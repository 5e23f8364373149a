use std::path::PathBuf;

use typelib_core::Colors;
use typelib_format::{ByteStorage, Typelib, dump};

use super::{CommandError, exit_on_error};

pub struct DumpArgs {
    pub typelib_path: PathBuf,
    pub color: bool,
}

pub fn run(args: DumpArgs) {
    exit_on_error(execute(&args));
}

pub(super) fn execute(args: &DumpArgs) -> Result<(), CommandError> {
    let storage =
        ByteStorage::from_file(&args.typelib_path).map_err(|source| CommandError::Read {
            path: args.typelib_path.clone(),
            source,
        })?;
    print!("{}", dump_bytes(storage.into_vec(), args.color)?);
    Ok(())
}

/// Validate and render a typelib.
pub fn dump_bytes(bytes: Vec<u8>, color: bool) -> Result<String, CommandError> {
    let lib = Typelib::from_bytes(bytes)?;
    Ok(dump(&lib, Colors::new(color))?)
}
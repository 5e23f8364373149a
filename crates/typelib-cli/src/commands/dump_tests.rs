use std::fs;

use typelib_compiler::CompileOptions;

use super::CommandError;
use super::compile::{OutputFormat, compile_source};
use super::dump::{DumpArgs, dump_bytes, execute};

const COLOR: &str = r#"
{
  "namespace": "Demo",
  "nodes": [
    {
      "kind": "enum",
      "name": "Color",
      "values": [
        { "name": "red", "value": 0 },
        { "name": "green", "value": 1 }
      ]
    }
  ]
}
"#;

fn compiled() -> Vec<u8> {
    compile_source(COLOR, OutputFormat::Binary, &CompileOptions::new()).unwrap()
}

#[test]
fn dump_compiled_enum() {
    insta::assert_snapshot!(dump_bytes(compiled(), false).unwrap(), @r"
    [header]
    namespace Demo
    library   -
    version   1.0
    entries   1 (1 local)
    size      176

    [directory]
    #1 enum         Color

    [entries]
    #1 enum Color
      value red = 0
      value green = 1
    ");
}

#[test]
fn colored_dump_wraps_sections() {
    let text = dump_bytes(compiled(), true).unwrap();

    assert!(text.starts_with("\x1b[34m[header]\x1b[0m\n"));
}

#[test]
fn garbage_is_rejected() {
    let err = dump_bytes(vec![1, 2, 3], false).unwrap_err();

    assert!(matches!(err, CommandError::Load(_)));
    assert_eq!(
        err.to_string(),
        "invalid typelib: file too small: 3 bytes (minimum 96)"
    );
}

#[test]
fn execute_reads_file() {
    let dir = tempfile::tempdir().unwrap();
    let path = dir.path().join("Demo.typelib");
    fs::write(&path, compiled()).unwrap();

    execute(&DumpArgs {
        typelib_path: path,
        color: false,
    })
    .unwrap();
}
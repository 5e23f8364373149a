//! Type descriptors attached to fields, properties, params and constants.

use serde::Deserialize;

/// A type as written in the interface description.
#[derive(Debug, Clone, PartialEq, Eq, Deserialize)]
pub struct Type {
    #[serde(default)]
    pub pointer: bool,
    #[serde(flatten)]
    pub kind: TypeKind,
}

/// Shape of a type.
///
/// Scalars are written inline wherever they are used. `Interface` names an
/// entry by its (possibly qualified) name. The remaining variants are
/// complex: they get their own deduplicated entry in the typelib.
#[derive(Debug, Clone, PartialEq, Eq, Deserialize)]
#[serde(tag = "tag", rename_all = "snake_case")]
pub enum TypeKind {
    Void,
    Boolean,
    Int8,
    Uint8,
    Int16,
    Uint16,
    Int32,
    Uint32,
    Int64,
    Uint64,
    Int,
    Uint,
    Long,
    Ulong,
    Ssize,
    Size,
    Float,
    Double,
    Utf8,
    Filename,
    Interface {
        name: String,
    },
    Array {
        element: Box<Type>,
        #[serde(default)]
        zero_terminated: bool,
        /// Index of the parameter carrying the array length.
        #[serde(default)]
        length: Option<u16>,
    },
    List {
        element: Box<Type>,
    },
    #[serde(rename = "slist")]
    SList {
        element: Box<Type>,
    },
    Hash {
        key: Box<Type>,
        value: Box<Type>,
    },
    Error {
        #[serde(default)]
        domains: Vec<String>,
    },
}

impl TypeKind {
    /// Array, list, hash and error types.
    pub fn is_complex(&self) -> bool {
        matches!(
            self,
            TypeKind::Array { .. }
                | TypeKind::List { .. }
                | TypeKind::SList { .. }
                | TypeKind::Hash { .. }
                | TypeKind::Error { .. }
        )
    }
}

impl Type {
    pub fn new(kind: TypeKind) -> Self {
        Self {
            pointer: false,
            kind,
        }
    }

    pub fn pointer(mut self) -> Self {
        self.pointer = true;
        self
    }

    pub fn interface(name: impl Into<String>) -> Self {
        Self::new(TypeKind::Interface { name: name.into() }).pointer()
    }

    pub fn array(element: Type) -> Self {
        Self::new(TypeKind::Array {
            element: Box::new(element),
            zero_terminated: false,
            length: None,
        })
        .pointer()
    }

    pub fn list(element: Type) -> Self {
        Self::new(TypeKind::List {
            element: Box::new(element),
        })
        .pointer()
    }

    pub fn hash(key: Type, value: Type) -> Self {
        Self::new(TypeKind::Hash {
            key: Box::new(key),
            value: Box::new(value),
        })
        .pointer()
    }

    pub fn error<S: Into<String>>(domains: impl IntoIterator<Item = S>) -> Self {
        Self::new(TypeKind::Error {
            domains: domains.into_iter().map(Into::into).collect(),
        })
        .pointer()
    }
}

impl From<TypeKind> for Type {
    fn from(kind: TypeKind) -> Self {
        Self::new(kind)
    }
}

§ Task instructions
Scan the listing for the word "matches". Copy every line in which it appears.

§ Response below
    assert!(matches!(err, CommandError::Load(_)));
        matches!(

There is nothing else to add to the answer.